At the 8th International Conference on Malignant Lymphoma (ICML abstract 207), Dr. Radford presented an analysis of two consecutive randomized trials of ChIVPP/EVA vs a comparator. The trials included 701 patients with previously untreated stage III/IV Hodgkin’s disease.
In the first trial, initiated in 1984, 419 patients received either the then-standard MVPP regimen (mechlorethamine, vinblastine, procarbazine, prednisone) on a 42-day cycle, or the etoposide-containing regimen, which included chlorambucil, vinblastine, procarbazine and prednisolone (ChIVPP) orally on days 1 to 7, followed by etoposide, vincristine, and Adriamycin (EVA) on day 8 of a 28-day cycle. Treatments were given for 6 to 8 cycles.
Results, published in 1995 in the Journal of Clinical Oncology (Radford JA et al: 13:2379-2385, 1995), showed that ChIVPP/EVA-treated patients had superior freedom from progression, event-free survival, and overall survival, with fewer secondary cases of acute myelogeous leukemia (AML) or myelodysplastic syndrome (2 cases vs 8 for MVPP) with a median follow-up of 12.5 years.
The second trial compared 11 weeks of VAPEC-B chemotherapy (vincristine, Adriamycin, prednisolone, etoposide, cyclophosphamide, bleomycin) with 6 months of ChIVPP/EVA in 282 patients enrolled beginning in 1992. The goal was to determine whether the VAPEC-B regimen, shorter and with relatively low toxicity, was at least as effective as ChIVPP/EVA chemotherapy.
Results at 4.9 years median follow-up have just been published (Radford JA et al: J Clin Oncol 20:2988-2994, 2002), showing that the ChIVPP/EVA regimen was associated with significantly better freedom from progression (82% vs 62%), event-free survival (78% vs 58%), and overall survival (89% vs 79%) at 5 years.
"The results we obtained with ChIVPP/EVA were at least as good as those we previously saw with MVPP, so this is the second study we have done with consistently very good results obtained," Dr. Radford said.
While this trial failed to show that the shorter, less toxic VAPEC-B regimen was equivalent overall, subset analysis suggested equivalence among the patients with the best prognosis (nonbulky disease, Hasenclever score of 2 or less).
A pooled analysis of the two trials (median follow-up of 9.4 years, including 355 ChIVPP/EVA-treated patients), shows a 79% rate of freedom from progression, 72% event-free survival, and 82% overall survival at 5 years. The analysis also suggested a low incidence of secondary AML or myelodysplastic syndrome at 5 years (1%) and at 10 years (1.6%).

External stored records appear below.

//! Container loader
//!
//! Walks the parsed YAML tree and expands the custom include and
//! environment tags. Paths in include tags resolve relative to the file that
//! contains them.

use crate::error::{ConfigError, ConfigResult};
use serde_yaml::value::TaggedValue;
use serde_yaml::{Mapping, Value};
use std::fs;
use std::path::{Path, PathBuf};
use tracing::{debug, trace};

/// Loads container files and expands custom tags
pub struct ContainerLoader {
    /// Base directory for the top-level file
    config_dir: PathBuf,
    /// Files currently being loaded, outermost first
    include_chain: Vec<PathBuf>,
}

impl ContainerLoader {
    /// Create a loader rooted at the given directory
    pub fn new(config_dir: impl Into<PathBuf>) -> Self {
        Self {
            config_dir: config_dir.into(),
            include_chain: Vec::new(),
        }
    }

    /// Load a container file
    pub fn load_file(&mut self, path: impl AsRef<Path>) -> ConfigResult<Value> {
        let path = self.resolve_path(path.as_ref());
        debug!(path = %path.display(), "Loading container file");

        if self.include_chain.contains(&path) {
            let chain = self
                .include_chain
                .iter()
                .map(|p| p.display().to_string())
                .collect::<Vec<_>>()
                .join(" -> ");
            return Err(ConfigError::CircularInclude { path, chain });
        }

        let content = fs::read_to_string(&path).map_err(|source| ConfigError::ReadFile {
            path: path.clone(),
            source,
        })?;

        if path.extension().map(|ext| ext == "json").unwrap_or(false) {
            return parse_json(&content, &path);
        }

        self.include_chain.push(path.clone());
        let result = self.load_string(&content, &path);
        self.include_chain.pop();

        result
    }

    /// Parse YAML content and expand its tags
    pub fn load_string(&mut self, content: &str, source_path: &Path) -> ConfigResult<Value> {
        let value: Value =
            serde_yaml::from_str(content).map_err(|source| ConfigError::ParseYaml {
                path: source_path.to_path_buf(),
                source,
            })?;

        self.expand(value, source_path)
    }

    fn expand(&mut self, value: Value, source_path: &Path) -> ConfigResult<Value> {
        match value {
            Value::Tagged(tagged) => self.expand_tagged(*tagged, source_path),
            Value::Mapping(map) => {
                let mut result = Mapping::with_capacity(map.len());
                for (k, v) in map {
                    result.insert(k, self.expand(v, source_path)?);
                }
                Ok(Value::Mapping(result))
            }
            Value::Sequence(seq) => seq
                .into_iter()
                .map(|v| self.expand(v, source_path))
                .collect::<ConfigResult<Vec<_>>>()
                .map(Value::Sequence),
            other => Ok(other),
        }
    }

    fn expand_tagged(&mut self, tagged: TaggedValue, source_path: &Path) -> ConfigResult<Value> {
        let tag = tagged.tag.to_string();
        trace!(%tag, "Expanding tag");

        match tag.as_str() {
            "!include" => {
                let path = self.tag_path(&tag, &tagged.value, source_path)?;
                self.load_file(path)
            }
            "!include_dir_list" => {
                let dir = self.tag_path(&tag, &tagged.value, source_path)?;
                let mut items = Vec::new();
                for file in yaml_files(&dir)? {
                    items.push(self.load_file(&file)?);
                }
                Ok(Value::Sequence(items))
            }
            "!include_dir_merge_list" => {
                let dir = self.tag_path(&tag, &tagged.value, source_path)?;
                let mut items = Vec::new();
                for file in yaml_files(&dir)? {
                    match self.load_file(&file)? {
                        Value::Sequence(seq) => items.extend(seq),
                        Value::Null => {}
                        other => items.push(other),
                    }
                }
                Ok(Value::Sequence(items))
            }
            "!env_var" => env_var(&tagged.value),
            _ => {
                // Unknown tags are kept, their contents still expanded
                let value = self.expand(tagged.value, source_path)?;
                Ok(Value::Tagged(Box::new(TaggedValue {
                    tag: tagged.tag,
                    value,
                })))
            }
        }
    }

    fn tag_path(&self, tag: &str, value: &Value, source_path: &Path) -> ConfigResult<PathBuf> {
        let raw = value.as_str().ok_or_else(|| ConfigError::InvalidIncludePath {
            path: format!("{:?}", value),
            reason: format!("{} expects a path string", tag),
        })?;

        let raw = Path::new(raw);
        if raw.is_absolute() {
            return Ok(raw.to_path_buf());
        }
        let base = source_path.parent().unwrap_or(&self.config_dir);
        Ok(base.join(raw))
    }

    fn resolve_path(&self, path: &Path) -> PathBuf {
        if path.is_absolute() {
            path.to_path_buf()
        } else {
            self.config_dir.join(path)
        }
    }

    /// Get the config directory
    pub fn config_dir(&self) -> &Path {
        &self.config_dir
    }
}

/// `!env_var NAME` or `!env_var NAME fallback`
fn env_var(value: &Value) -> ConfigResult<Value> {
    let raw = value.as_str().ok_or_else(|| ConfigError::InvalidTagValue {
        tag: "!env_var".to_string(),
        reason: "variable name must be a string".to_string(),
    })?;

    let mut parts = raw.splitn(2, char::is_whitespace);
    let name = parts.next().unwrap_or_default();
    let fallback = parts.next().map(str::trim);

    match (std::env::var(name), fallback) {
        (Ok(v), _) => {
            debug!(var = name, "Substituted environment variable");
            Ok(Value::String(v))
        }
        (Err(_), Some(fallback)) => Ok(Value::String(fallback.to_string())),
        (Err(_), None) => Err(ConfigError::EnvVarNotFound {
            var: name.to_string(),
        }),
    }
}

fn parse_json(content: &str, path: &Path) -> ConfigResult<Value> {
    let json: serde_json::Value =
        serde_json::from_str(content).map_err(|source| ConfigError::ParseJson {
            path: path.to_path_buf(),
            source,
        })?;
    serde_yaml::to_value(json).map_err(|source| ConfigError::ParseYaml {
        path: path.to_path_buf(),
        source,
    })
}

/// YAML files directly inside `dir`, sorted by name
fn yaml_files(dir: &Path) -> ConfigResult<Vec<PathBuf>> {
    if !dir.is_dir() {
        return Err(ConfigError::DirectoryNotFound {
            path: dir.to_path_buf(),
        });
    }

    let mut files: Vec<PathBuf> = fs::read_dir(dir)
        .map_err(|source| ConfigError::ReadFile {
            path: dir.to_path_buf(),
            source,
        })?
        .filter_map(|entry| entry.ok().map(|e| e.path()))
        .filter(|path| {
            path.extension()
                .map(|ext| ext == "yaml" || ext == "yml")
                .unwrap_or(false)
        })
        .collect();

    files.sort();
    Ok(files)
}

/// Load a container file with full tag processing
pub fn load_container(
    config_dir: impl Into<PathBuf>,
    file: impl AsRef<Path>,
) -> ConfigResult<Value> {
    ContainerLoader::new(config_dir).load_file(file)
}

/// Load a YAML string with tag processing
pub fn load_yaml_string(
    config_dir: impl Into<PathBuf>,
    content: &str,
    source_name: &str,
) -> ConfigResult<Value> {
    let mut loader = ContainerLoader::new(config_dir);
    let source = loader.config_dir().join(source_name);
    loader.load_string(content, &source)
}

Dr. Radford said the ChIVPP/EVA results he reported are similar to those the German Hodgkin’s Disease Study Group have obtained recently with BEACOPP (bleomycin, etoposide, Adriamycin, cyclophosphamide, vincristine, procarba-zine, prednisone), which, unlike ChIVPP/EVA, is associated with a "worrying incidence" of secondary leukemias.

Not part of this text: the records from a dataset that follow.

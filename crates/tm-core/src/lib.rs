//! Core types for the tag manager
//!
//! This crate provides the fundamental types shared by the engine and its
//! collaborators: Event, EventCategory, the per-category payloads, the
//! Element snapshot, FieldValue and Context.

mod context;
mod element;
mod event;
mod value;

pub use context::Context;
pub use element::Element;
pub use event::{
    CustomData, ErrorData, Event, EventCategory, EventError, EventPayload, GroupData, HistoryData,
    ScrollDepthData, ScrollObservation, ScrollOrientation, ScrollUnits, TimerData, VisibilityData,
};
pub use value::{format_number, parse_number, FieldValue};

Now, the most important question for ChIVPP/EVA is how it compares to ABVD. If the two are equivalent, then ABVD will be considered the better therapy because it does not cause sterility, Dr. Radford said.
However, some investigators believe that although VAPEC-B, ABVD, and others are likely equivalent with respect to impact on low-risk disease (Hasenclever scores of 2 or lower), a more intensive therapy is required for higher-risk patients. Accordingly, Dr. Radford and his colleagues plan to launch a study of ChIVPP/EVA vs ABVD in patients stratified according to a risk analysis.

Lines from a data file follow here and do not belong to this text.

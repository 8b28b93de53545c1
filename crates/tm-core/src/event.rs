//! Event records consumed by the dispatcher
//!
//! Events are produced by host adapters (click observers, scroll listeners,
//! history hooks, ...) and by the engine itself (timer ticks, scroll
//! checkpoints, group firings). They are immutable once constructed.

use chrono::{DateTime, Utc};
use serde::{Deserialize, Serialize};
use std::fmt;
use std::str::FromStr;
use thiserror::Error;

use crate::{Context, Element};

/// Errors raised while building events from untyped data
#[derive(Debug, Error)]
pub enum EventError {
    #[error("unknown event category: {0}")]
    UnknownCategory(String),

    #[error("invalid {category} payload: {source}")]
    InvalidPayload {
        category: EventCategory,
        #[source]
        source: serde_json::Error,
    },
}

/// Event category; triggers are registered per category
#[derive(Debug, Clone, Copy, PartialEq, Eq, Hash, Serialize, Deserialize)]
#[serde(rename_all = "snake_case")]
pub enum EventCategory {
    Click,
    LinkClick,
    ViewPage,
    DomReady,
    WindowLoaded,
    Custom,
    Initialization,
    FormSubmit,
    HistoryChange,
    JsError,
    #[serde(rename = "dom_element_visible")]
    ElementVisible,
    ScrollDepth,
    Timer,
    Group,
}

impl EventCategory {
    /// All categories, in declaration order
    pub const ALL: [EventCategory; 14] = [
        EventCategory::Click,
        EventCategory::LinkClick,
        EventCategory::ViewPage,
        EventCategory::DomReady,
        EventCategory::WindowLoaded,
        EventCategory::Custom,
        EventCategory::Initialization,
        EventCategory::FormSubmit,
        EventCategory::HistoryChange,
        EventCategory::JsError,
        EventCategory::ElementVisible,
        EventCategory::ScrollDepth,
        EventCategory::Timer,
        EventCategory::Group,
    ];

    /// Wire name of the category
    pub fn as_str(&self) -> &'static str {
        match self {
            EventCategory::Click => "click",
            EventCategory::LinkClick => "link_click",
            EventCategory::ViewPage => "view_page",
            EventCategory::DomReady => "dom_ready",
            EventCategory::WindowLoaded => "window_loaded",
            EventCategory::Custom => "custom",
            EventCategory::Initialization => "initialization",
            EventCategory::FormSubmit => "form_submit",
            EventCategory::HistoryChange => "history_change",
            EventCategory::JsError => "js_error",
            EventCategory::ElementVisible => "dom_element_visible",
            EventCategory::ScrollDepth => "scroll_depth",
            EventCategory::Timer => "timer",
            EventCategory::Group => "group",
        }
    }
}

impl fmt::Display for EventCategory {
    fn fmt(&self, f: &mut fmt::Formatter<'_>) -> fmt::Result {
        f.write_str(self.as_str())
    }
}

impl FromStr for EventCategory {
    type Err = EventError;

    fn from_str(s: &str) -> Result<Self, Self::Err> {
        EventCategory::ALL
            .iter()
            .copied()
            .find(|c| c.as_str() == s)
            .ok_or_else(|| EventError::UnknownCategory(s.to_string()))
    }
}

/// Scroll axis
#[derive(Debug, Clone, Copy, PartialEq, Eq, Hash, Serialize, Deserialize)]
#[serde(rename_all = "snake_case")]
pub enum ScrollOrientation {
    Vertical,
    Horizontal,
}

impl ScrollOrientation {
    pub fn as_str(&self) -> &'static str {
        match self {
            ScrollOrientation::Vertical => "vertical",
            ScrollOrientation::Horizontal => "horizontal",
        }
    }
}

/// Unit of a scroll checkpoint
#[derive(Debug, Clone, Copy, PartialEq, Eq, Hash, Serialize, Deserialize)]
#[serde(rename_all = "snake_case")]
pub enum ScrollUnits {
    Percent,
    Pixels,
}

impl ScrollUnits {
    pub fn as_str(&self) -> &'static str {
        match self {
            ScrollUnits::Percent => "percent",
            ScrollUnits::Pixels => "pixels",
        }
    }
}

/// Element visibility observation
#[derive(Debug, Clone, PartialEq, Serialize, Deserialize)]
pub struct VisibilityData {
    pub element: Element,
    /// Share of the element inside the viewport, 0-100
    #[serde(default, skip_serializing_if = "Option::is_none")]
    pub percent_visible: Option<f64>,
}

/// Raw scroll position reported by the host adapter
#[derive(Debug, Clone, Copy, Default, PartialEq, Serialize, Deserialize)]
pub struct ScrollObservation {
    #[serde(default)]
    pub scroll_left: f64,
    #[serde(default)]
    pub scroll_top: f64,
    pub scroll_width: f64,
    pub scroll_height: f64,
    pub viewport_width: f64,
    pub viewport_height: f64,
}

/// A passed scroll checkpoint
#[derive(Debug, Clone, Copy, PartialEq, Serialize, Deserialize)]
pub struct ScrollDepthData {
    pub orientation: ScrollOrientation,
    pub threshold: f64,
    pub units: ScrollUnits,
}

/// Uncaught script error
#[derive(Debug, Clone, PartialEq, Serialize, Deserialize)]
pub struct ErrorData {
    pub message: String,
    #[serde(default, skip_serializing_if = "Option::is_none")]
    pub url: Option<String>,
    #[serde(default, skip_serializing_if = "Option::is_none")]
    pub line: Option<u32>,
}

/// Timer tick counters
#[derive(Debug, Clone, Copy, PartialEq, Serialize, Deserialize)]
pub struct TimerData {
    /// Tick number, starting at 1
    pub count: u64,
    pub interval_ms: u64,
    /// Time since the timer started
    pub elapsed_ms: u64,
    /// Time since the page view started
    pub total_ms: u64,
}

/// History API navigation
#[derive(Debug, Clone, PartialEq, Serialize, Deserialize)]
pub struct HistoryData {
    #[serde(default, skip_serializing_if = "Option::is_none")]
    pub old_url: Option<String>,
    pub new_url: String,
    /// push_state, replace_state, pop_state or hash_change
    #[serde(default, skip_serializing_if = "Option::is_none")]
    pub source: Option<String>,
}

/// Host-emitted custom event
#[derive(Debug, Clone, PartialEq, Serialize, Deserialize)]
pub struct CustomData {
    pub name: String,
    #[serde(default)]
    pub data: serde_json::Value,
}

/// Events collected by a group trigger, in child order
#[derive(Debug, Clone, Serialize)]
pub struct GroupData {
    pub trigger_id: String,
    pub events: Vec<Event>,
}

/// Category-specific event fields
#[derive(Debug, Clone, Serialize)]
#[serde(untagged)]
pub enum EventPayload {
    Empty,
    Element(Element),
    Visibility(VisibilityData),
    ScrollObservation(ScrollObservation),
    ScrollDepth(ScrollDepthData),
    Error(ErrorData),
    Timer(TimerData),
    History(HistoryData),
    Custom(CustomData),
    Group(GroupData),
}

impl EventPayload {
    /// Parse untyped data into the payload shape a category expects
    ///
    /// Click, link click and form submit carry an [`Element`]. A scroll depth
    /// event from a host adapter carries a raw [`ScrollObservation`].
    pub fn from_json(category: EventCategory, data: serde_json::Value) -> Result<Self, EventError> {
        let invalid = |source| EventError::InvalidPayload { category, source };
        let payload = match category {
            EventCategory::Click | EventCategory::LinkClick | EventCategory::FormSubmit => {
                EventPayload::Element(serde_json::from_value(data).map_err(invalid)?)
            }
            EventCategory::ElementVisible => {
                EventPayload::Visibility(serde_json::from_value(data).map_err(invalid)?)
            }
            EventCategory::ScrollDepth => {
                EventPayload::ScrollObservation(serde_json::from_value(data).map_err(invalid)?)
            }
            EventCategory::JsError => {
                EventPayload::Error(serde_json::from_value(data).map_err(invalid)?)
            }
            EventCategory::Timer => {
                EventPayload::Timer(serde_json::from_value(data).map_err(invalid)?)
            }
            EventCategory::HistoryChange => {
                EventPayload::History(serde_json::from_value(data).map_err(invalid)?)
            }
            EventCategory::Custom => {
                EventPayload::Custom(serde_json::from_value(data).map_err(invalid)?)
            }
            EventCategory::ViewPage
            | EventCategory::DomReady
            | EventCategory::WindowLoaded
            | EventCategory::Initialization
            | EventCategory::Group => EventPayload::Empty,
        };
        Ok(payload)
    }
}

/// An event delivered to the dispatcher
#[derive(Debug, Clone, Serialize)]
pub struct Event {
    /// Category the event is dispatched under
    pub category: EventCategory,

    /// Category-specific fields
    pub payload: EventPayload,

    /// When the event was produced
    pub time_fired: DateTime<Utc>,

    /// Correlation context
    pub context: Context,
}

impl Event {
    /// Create a new event with current timestamp and a fresh context
    pub fn new(category: EventCategory, payload: EventPayload) -> Self {
        Self {
            category,
            payload,
            time_fired: Utc::now(),
            context: Context::new(),
        }
    }

    /// Build an event from a category and untyped data
    pub fn from_json(category: EventCategory, data: serde_json::Value) -> Result<Self, EventError> {
        Ok(Self::new(category, EventPayload::from_json(category, data)?))
    }

    /// Replace the context
    pub fn with_context(mut self, context: Context) -> Self {
        self.context = context;
        self
    }

    /// An event without fields
    pub fn empty(category: EventCategory) -> Self {
        Self::new(category, EventPayload::Empty)
    }

    pub fn click(element: Element) -> Self {
        Self::new(EventCategory::Click, EventPayload::Element(element))
    }

    pub fn link_click(element: Element) -> Self {
        Self::new(EventCategory::LinkClick, EventPayload::Element(element))
    }

    pub fn form_submit(form: Element) -> Self {
        Self::new(EventCategory::FormSubmit, EventPayload::Element(form))
    }

    pub fn element_visible(element: Element, percent_visible: Option<f64>) -> Self {
        Self::new(
            EventCategory::ElementVisible,
            EventPayload::Visibility(VisibilityData {
                element,
                percent_visible,
            }),
        )
    }

    pub fn scroll(observation: ScrollObservation) -> Self {
        Self::new(
            EventCategory::ScrollDepth,
            EventPayload::ScrollObservation(observation),
        )
    }

    pub fn js_error(message: impl Into<String>, url: Option<String>, line: Option<u32>) -> Self {
        Self::new(
            EventCategory::JsError,
            EventPayload::Error(ErrorData {
                message: message.into(),
                url,
                line,
            }),
        )
    }

    pub fn history_change(old_url: Option<String>, new_url: impl Into<String>) -> Self {
        Self::new(
            EventCategory::HistoryChange,
            EventPayload::History(HistoryData {
                old_url,
                new_url: new_url.into(),
                source: None,
            }),
        )
    }

    pub fn custom(name: impl Into<String>, data: serde_json::Value) -> Self {
        Self::new(
            EventCategory::Custom,
            EventPayload::Custom(CustomData {
                name: name.into(),
                data,
            }),
        )
    }

    /// Synthetic event a dispatcher emits on startup
    pub fn initialization() -> Self {
        Self::empty(EventCategory::Initialization)
    }

    /// Derive a synthetic event caused by this one
    pub fn derive(&self, category: EventCategory, payload: EventPayload) -> Self {
        Self::new(category, payload).with_context(self.context.child())
    }

    /// Child events collected by a group trigger (empty for other events)
    pub fn group_events(&self) -> &[Event] {
        match &self.payload {
            EventPayload::Group(g) => &g.events,
            _ => &[],
        }
    }
}

#[cfg(test)]
mod tests {
    use super::*;
    use serde_json::json;

    #[test]
    fn test_category_round_trip_names() {
        for category in EventCategory::ALL {
            let parsed: EventCategory = category.as_str().parse().unwrap();
            assert_eq!(parsed, category);
            let json = serde_json::to_value(category).unwrap();
            assert_eq!(json, json!(category.as_str()));
        }
        assert!("scroll".parse::<EventCategory>().is_err());
    }

    #[test]
    fn test_payload_from_json_by_category() {
        let event = Event::from_json(
            EventCategory::Click,
            json!({"tag": "button", "id": "buy", "classes": ["btn"]}),
        )
        .unwrap();
        match event.payload {
            EventPayload::Element(el) => assert_eq!(el.id.as_deref(), Some("buy")),
            other => panic!("Expected element payload, got {:?}", other),
        }

        let event = Event::from_json(
            EventCategory::JsError,
            json!({"message": "boom", "line": 12}),
        )
        .unwrap();
        assert!(matches!(event.payload, EventPayload::Error(ErrorData { line: Some(12), .. })));

        let event = Event::from_json(EventCategory::ViewPage, json!({})).unwrap();
        assert!(matches!(event.payload, EventPayload::Empty));
    }

    #[test]
    fn test_invalid_payload() {
        let result = Event::from_json(EventCategory::JsError, json!({"line": "x"}));
        assert!(matches!(result, Err(EventError::InvalidPayload { .. })));
    }

    #[test]
    fn test_derived_event_links_context() {
        let click = Event::click(Element::new("a"));
        let derived = click.derive(EventCategory::Group, EventPayload::Empty);
        assert_eq!(derived.context.parent_id.as_deref(), Some(click.context.id.as_str()));
    }
}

"We are trying to be more customized in terms of assessing the patient and matching the degree of adverse prognosis with the amount of treatment given," Dr. Radford said. "It may be that in worse-prognosis patients, we are not going to be able to avoid sterilitythat may be just one of those unfortunate aspects of curing bad-prognosis disease."